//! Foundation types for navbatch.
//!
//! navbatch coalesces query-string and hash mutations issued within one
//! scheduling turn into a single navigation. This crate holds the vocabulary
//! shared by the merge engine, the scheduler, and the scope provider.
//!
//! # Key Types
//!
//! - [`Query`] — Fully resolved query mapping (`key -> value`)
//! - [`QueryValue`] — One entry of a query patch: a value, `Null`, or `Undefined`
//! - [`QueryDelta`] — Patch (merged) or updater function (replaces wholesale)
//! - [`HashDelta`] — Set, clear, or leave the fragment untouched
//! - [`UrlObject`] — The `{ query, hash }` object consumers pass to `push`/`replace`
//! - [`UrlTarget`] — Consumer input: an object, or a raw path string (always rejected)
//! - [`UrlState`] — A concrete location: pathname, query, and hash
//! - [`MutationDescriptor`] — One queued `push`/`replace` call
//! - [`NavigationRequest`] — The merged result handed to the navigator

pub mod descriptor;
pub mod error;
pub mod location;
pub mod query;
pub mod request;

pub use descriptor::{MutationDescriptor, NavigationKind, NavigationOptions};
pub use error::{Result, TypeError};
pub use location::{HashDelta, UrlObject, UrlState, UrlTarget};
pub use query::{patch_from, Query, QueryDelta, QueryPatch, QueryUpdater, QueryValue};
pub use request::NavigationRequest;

+--

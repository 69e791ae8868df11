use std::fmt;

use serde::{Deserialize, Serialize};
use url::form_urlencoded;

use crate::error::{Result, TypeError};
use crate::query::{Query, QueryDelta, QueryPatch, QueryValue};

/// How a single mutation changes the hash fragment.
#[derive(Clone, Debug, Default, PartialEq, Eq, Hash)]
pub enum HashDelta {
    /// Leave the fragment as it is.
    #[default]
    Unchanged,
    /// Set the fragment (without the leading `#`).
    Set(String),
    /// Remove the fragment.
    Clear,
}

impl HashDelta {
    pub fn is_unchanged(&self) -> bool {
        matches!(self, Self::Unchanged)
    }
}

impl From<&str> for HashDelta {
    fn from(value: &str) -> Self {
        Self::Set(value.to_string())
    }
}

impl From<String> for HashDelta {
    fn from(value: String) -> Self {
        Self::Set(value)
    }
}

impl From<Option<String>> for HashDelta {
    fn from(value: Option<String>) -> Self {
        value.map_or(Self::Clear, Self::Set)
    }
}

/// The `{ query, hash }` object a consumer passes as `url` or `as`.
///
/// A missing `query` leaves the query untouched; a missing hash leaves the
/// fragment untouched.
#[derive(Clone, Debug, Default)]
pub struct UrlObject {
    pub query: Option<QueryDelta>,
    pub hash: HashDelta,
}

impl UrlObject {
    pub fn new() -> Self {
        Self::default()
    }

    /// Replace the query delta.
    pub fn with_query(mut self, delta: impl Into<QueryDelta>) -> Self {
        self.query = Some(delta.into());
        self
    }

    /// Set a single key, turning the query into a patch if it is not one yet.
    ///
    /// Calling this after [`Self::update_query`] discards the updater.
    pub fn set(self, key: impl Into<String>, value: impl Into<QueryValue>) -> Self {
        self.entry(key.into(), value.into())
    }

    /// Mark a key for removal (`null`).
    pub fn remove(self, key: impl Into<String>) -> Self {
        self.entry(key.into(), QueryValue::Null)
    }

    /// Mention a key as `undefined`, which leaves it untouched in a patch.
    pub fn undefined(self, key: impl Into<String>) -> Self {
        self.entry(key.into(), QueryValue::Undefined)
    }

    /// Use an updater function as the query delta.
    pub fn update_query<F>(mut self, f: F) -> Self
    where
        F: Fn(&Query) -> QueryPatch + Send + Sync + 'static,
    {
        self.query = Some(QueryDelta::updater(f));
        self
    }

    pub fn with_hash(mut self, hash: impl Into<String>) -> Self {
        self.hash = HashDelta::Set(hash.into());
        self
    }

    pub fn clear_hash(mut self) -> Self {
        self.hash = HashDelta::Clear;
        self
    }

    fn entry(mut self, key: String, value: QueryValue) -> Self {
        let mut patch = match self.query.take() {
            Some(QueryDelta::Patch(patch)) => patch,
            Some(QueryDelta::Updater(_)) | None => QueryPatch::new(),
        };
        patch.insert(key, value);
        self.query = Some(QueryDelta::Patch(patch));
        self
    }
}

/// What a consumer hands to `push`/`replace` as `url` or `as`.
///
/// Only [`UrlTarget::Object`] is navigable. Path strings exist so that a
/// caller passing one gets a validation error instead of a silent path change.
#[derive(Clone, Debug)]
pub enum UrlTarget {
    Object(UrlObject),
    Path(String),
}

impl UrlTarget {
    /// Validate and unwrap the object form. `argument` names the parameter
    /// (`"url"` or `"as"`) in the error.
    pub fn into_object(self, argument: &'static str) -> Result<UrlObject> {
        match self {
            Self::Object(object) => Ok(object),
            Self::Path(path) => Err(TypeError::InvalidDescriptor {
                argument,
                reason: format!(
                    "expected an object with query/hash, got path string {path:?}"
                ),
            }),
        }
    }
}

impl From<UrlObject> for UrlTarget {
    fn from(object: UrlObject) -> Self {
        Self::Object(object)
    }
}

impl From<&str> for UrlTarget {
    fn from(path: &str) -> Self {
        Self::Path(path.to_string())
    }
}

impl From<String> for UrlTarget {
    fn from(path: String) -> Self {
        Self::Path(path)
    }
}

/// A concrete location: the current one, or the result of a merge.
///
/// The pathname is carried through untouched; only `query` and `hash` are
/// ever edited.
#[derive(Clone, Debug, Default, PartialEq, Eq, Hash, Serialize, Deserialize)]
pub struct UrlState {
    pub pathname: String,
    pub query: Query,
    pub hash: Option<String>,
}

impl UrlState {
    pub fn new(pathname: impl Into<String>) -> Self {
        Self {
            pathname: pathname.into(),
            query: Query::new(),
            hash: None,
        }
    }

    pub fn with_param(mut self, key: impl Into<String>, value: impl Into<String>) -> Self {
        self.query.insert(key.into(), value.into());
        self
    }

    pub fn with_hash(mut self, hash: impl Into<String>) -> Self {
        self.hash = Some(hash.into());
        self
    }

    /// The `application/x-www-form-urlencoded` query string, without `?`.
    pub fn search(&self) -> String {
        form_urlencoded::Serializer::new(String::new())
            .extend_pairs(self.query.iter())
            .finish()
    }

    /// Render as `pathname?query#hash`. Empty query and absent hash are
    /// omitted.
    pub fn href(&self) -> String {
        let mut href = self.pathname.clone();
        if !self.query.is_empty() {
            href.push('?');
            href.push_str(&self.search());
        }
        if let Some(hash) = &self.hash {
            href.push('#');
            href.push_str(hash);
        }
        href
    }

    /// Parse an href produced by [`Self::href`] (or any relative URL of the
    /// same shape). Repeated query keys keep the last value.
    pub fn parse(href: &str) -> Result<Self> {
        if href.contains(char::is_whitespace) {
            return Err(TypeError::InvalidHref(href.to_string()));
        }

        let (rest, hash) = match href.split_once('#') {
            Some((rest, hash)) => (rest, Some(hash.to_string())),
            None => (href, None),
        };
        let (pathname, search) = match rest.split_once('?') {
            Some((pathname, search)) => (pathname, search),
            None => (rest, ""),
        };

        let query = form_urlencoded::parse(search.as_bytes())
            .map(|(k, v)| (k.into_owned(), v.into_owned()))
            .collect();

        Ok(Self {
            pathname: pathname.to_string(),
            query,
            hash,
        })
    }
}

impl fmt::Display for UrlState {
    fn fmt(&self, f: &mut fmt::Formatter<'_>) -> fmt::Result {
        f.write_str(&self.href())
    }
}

+--

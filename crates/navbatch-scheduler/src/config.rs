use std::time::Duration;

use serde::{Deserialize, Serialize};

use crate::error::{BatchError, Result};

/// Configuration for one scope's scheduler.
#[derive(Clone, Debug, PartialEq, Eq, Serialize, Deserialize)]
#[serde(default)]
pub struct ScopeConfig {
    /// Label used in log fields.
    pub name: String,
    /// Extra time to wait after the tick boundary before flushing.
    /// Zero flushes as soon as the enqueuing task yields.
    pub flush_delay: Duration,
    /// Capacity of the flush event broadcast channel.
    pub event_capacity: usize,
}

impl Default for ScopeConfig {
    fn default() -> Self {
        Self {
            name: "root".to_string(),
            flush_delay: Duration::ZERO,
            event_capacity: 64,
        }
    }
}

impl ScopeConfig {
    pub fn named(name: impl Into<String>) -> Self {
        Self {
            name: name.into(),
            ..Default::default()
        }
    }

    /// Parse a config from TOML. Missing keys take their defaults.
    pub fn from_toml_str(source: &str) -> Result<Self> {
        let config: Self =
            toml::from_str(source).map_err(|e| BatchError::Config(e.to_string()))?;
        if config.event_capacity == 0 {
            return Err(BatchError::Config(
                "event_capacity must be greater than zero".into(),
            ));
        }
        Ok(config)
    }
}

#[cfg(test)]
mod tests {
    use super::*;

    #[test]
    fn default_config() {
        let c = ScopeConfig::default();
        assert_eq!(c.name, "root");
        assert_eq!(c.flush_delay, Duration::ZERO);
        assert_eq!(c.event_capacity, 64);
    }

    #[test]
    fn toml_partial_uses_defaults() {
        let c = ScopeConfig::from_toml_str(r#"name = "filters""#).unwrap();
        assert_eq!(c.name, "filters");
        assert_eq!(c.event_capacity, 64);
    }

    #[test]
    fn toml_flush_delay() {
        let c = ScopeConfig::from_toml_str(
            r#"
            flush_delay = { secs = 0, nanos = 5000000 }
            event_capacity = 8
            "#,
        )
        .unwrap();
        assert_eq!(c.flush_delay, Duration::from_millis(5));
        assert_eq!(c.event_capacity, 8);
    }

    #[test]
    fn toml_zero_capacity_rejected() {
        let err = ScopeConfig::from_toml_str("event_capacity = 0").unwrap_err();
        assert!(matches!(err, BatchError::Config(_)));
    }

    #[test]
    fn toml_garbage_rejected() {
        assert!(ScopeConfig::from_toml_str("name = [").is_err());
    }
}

+--

#### YOUR OBJECTIVE
There is a line with "types for navbatch." and a line with "object consumers pass" above. Copy exactly those two lines and all lines between them, with nothing else.

#### TASK RESULT
//! Foundation types for navbatch.
//!
//! navbatch coalesces query-string and hash mutations issued within one
//! scheduling turn into a single navigation. This crate holds the vocabulary
//! shared by the merge engine, the scheduler, and the scope provider.
//!
//! # Key Types
//!
//! - [`Query`] — Fully resolved query mapping (`key -> value`)
//! - [`QueryValue`] — One entry of a query patch: a value, `Null`, or `Undefined`
//! - [`QueryDelta`] — Patch (merged) or updater function (replaces wholesale)
//! - [`HashDelta`] — Set, clear, or leave the fragment untouched
//! - [`UrlObject`] — The `{ query, hash }` object consumers pass to `push`/`replace`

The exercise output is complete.